• [The records]
[Start of Attachment]

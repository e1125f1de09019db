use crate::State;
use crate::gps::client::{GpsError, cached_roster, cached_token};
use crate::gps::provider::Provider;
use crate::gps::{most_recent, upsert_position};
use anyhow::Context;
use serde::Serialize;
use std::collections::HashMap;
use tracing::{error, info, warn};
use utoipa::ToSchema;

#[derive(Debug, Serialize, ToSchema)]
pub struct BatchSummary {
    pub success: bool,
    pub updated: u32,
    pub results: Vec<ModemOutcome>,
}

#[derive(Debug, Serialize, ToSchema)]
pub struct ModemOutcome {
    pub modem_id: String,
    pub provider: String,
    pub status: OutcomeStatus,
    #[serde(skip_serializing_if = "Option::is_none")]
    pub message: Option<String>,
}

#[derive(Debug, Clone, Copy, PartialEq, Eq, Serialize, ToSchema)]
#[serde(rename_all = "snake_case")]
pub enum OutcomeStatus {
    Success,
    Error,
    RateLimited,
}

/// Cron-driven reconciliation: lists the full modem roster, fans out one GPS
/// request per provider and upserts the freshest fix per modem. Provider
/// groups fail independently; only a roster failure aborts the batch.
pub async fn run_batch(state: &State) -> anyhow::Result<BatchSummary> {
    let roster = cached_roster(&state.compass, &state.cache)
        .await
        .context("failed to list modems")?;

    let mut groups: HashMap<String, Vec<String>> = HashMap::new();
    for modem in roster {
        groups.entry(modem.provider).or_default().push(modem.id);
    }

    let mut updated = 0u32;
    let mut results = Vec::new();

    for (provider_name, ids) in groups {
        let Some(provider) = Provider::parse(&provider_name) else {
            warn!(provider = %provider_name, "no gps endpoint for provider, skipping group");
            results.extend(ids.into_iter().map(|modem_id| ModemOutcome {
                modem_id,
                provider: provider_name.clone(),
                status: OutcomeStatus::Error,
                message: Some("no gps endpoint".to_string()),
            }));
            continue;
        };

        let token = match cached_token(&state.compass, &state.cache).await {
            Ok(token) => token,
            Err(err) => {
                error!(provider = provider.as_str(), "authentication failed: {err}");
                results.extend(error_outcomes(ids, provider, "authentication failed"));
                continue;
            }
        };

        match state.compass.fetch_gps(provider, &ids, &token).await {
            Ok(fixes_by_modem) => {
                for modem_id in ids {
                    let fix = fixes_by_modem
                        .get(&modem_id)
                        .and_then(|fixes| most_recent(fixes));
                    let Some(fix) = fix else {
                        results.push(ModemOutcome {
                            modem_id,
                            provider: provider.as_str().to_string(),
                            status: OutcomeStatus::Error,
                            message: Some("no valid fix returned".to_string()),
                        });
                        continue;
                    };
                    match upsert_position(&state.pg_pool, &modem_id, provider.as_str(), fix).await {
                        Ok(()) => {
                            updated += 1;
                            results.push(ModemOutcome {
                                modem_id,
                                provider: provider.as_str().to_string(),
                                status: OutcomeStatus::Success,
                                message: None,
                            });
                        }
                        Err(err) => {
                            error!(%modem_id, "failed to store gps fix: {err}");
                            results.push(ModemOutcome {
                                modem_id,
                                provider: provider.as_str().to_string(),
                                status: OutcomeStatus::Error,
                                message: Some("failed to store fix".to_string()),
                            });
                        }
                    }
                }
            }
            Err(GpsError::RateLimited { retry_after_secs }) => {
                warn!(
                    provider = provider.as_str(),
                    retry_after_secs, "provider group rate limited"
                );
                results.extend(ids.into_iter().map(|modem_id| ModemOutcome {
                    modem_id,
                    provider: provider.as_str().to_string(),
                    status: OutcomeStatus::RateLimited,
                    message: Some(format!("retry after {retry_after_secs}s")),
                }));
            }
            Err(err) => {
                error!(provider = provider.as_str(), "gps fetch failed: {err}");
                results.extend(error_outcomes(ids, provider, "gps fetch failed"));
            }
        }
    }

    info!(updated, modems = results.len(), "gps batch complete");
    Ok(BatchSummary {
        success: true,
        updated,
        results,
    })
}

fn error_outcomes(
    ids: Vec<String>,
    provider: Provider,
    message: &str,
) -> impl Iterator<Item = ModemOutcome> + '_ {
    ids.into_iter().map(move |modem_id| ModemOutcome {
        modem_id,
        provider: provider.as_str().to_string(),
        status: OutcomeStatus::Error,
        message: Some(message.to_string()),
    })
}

[End of Attachment]
[Start of Attachment]

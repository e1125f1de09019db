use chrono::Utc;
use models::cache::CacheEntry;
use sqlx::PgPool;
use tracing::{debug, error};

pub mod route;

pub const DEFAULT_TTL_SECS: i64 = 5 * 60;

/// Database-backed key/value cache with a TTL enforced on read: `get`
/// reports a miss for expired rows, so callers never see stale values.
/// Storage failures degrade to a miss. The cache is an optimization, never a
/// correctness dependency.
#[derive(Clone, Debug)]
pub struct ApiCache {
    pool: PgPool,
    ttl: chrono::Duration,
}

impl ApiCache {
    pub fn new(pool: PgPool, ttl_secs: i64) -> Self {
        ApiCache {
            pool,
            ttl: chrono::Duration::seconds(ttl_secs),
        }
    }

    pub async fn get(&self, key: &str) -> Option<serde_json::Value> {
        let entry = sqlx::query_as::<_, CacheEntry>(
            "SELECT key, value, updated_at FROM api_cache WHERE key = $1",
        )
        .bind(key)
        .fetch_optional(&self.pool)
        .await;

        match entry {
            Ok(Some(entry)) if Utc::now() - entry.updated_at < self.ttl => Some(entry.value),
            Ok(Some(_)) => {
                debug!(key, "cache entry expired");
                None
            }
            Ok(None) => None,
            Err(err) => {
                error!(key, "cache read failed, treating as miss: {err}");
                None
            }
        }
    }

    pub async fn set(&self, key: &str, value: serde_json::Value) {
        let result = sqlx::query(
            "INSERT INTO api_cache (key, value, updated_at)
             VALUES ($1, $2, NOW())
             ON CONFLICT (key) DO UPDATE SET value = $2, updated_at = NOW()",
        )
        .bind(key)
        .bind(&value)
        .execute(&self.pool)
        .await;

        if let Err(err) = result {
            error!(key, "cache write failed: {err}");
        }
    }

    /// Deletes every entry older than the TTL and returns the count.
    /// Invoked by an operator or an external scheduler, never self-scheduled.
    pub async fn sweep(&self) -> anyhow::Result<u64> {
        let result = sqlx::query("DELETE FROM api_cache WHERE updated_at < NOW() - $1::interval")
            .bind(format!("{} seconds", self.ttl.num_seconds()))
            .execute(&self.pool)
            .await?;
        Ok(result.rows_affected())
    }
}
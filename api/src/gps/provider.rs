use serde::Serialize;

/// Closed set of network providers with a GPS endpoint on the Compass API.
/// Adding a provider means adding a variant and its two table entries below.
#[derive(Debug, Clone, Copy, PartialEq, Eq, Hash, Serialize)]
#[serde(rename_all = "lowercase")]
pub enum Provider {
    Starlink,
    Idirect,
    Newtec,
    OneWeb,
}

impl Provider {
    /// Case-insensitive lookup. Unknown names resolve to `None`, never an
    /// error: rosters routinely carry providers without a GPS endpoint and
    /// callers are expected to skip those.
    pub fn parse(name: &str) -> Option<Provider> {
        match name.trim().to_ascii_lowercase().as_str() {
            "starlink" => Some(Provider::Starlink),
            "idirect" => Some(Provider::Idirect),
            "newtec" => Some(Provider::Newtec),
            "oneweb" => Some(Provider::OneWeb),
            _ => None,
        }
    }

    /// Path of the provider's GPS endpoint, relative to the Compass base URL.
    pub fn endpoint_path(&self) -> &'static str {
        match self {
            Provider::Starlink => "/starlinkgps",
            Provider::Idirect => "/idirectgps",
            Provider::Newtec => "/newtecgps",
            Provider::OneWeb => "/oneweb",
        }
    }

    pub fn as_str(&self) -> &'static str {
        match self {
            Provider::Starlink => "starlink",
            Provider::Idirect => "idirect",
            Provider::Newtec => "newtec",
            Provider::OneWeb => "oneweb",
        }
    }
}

[End of Attachment]

• [Exercise goal] Find the word "execute" in the data and copy out each line where it turns up.

• [Finished task]
        .execute(&self.pool)
            .execute(&self.pool)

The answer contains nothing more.